WHAT YOU HAVE TO DO. I would like each line of the data that holds the word "tracing" copied out.
● ● ●
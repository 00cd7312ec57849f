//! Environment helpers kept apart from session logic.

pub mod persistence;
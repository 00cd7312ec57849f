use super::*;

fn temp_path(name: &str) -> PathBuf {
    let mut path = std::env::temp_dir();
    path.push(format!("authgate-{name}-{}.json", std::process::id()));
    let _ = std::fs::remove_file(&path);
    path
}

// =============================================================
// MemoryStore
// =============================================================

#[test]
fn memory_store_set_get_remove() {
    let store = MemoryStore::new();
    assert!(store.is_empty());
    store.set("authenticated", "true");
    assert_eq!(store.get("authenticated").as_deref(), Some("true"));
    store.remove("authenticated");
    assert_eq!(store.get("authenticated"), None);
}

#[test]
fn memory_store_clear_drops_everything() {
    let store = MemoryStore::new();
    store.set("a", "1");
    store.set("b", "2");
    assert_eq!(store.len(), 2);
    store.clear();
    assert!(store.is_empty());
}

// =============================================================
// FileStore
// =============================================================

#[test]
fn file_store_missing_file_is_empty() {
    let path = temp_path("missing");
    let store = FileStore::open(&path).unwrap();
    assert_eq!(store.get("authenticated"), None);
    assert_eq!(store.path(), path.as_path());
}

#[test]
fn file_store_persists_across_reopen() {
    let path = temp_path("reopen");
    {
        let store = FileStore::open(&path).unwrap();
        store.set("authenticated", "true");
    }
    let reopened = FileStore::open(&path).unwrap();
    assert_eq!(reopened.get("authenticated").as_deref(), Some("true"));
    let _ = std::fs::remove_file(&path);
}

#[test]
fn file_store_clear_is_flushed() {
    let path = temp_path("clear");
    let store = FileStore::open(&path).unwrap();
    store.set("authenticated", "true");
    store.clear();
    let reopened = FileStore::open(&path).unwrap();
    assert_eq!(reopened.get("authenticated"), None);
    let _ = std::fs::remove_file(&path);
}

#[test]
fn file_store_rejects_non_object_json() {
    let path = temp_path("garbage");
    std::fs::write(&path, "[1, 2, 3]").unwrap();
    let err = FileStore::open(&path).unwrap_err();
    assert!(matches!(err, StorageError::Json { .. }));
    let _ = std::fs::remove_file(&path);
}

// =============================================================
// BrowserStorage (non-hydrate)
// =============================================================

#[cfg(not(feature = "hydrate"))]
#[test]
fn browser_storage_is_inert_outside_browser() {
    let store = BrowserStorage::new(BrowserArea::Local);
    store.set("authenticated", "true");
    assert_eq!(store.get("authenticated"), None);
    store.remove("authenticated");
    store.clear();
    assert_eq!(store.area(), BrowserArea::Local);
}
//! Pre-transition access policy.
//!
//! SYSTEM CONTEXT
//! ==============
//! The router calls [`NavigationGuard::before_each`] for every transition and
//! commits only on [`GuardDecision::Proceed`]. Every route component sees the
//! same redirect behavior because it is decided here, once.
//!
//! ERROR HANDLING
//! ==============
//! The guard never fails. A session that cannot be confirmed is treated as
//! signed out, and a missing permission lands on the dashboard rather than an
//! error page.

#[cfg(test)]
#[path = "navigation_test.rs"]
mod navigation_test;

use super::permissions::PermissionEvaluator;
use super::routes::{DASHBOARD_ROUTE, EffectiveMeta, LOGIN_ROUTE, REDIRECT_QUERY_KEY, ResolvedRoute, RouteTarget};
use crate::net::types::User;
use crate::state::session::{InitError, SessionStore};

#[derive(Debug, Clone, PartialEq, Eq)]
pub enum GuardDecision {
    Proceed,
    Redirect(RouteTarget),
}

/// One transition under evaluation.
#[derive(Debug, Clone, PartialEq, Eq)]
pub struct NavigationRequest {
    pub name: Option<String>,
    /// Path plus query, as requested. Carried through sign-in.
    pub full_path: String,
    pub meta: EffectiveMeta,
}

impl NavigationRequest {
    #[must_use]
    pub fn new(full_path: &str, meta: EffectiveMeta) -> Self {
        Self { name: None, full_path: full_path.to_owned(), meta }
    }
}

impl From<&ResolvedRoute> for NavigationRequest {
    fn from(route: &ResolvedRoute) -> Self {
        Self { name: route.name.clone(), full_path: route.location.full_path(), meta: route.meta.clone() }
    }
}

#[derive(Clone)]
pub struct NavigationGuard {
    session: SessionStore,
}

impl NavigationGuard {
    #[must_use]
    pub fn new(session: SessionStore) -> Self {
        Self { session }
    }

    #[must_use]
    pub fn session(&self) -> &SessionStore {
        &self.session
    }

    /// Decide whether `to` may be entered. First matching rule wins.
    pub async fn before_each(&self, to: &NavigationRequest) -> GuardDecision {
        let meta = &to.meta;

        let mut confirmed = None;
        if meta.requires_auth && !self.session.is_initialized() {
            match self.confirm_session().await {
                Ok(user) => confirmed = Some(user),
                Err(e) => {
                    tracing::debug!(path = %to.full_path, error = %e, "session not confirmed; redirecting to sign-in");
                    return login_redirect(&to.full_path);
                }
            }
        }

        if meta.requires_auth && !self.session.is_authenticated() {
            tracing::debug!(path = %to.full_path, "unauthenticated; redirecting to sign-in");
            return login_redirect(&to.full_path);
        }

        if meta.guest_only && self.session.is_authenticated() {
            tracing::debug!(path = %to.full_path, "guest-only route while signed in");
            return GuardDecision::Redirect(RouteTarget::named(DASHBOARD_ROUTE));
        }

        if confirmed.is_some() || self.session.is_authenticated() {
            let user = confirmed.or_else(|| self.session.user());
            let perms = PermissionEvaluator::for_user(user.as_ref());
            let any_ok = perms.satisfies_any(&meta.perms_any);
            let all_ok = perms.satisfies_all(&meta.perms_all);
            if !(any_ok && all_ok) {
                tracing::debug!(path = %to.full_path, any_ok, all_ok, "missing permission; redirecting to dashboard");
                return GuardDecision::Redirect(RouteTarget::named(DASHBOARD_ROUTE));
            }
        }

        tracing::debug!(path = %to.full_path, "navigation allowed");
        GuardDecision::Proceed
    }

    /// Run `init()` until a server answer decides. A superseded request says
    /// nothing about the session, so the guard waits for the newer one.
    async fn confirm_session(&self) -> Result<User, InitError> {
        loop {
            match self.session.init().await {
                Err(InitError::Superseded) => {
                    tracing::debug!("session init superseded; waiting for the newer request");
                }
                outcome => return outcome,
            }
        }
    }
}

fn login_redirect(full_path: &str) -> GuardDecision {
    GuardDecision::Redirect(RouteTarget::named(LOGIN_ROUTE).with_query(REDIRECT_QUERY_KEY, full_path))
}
● ● ●
RESPONSE BELOW.
                    tracing::debug!(path = %to.full_path, error = %e, "session not confirmed; redirecting to sign-in");
            tracing::debug!(path = %to.full_path, "unauthenticated; redirecting to sign-in");
            tracing::debug!(path = %to.full_path, "guest-only route while signed in");
                tracing::debug!(path = %to.full_path, any_ok, all_ok, "missing permission; redirecting to dashboard");
        tracing::debug!(path = %to.full_path, "navigation allowed");
                    tracing::debug!("session init superseded; waiting for the newer request");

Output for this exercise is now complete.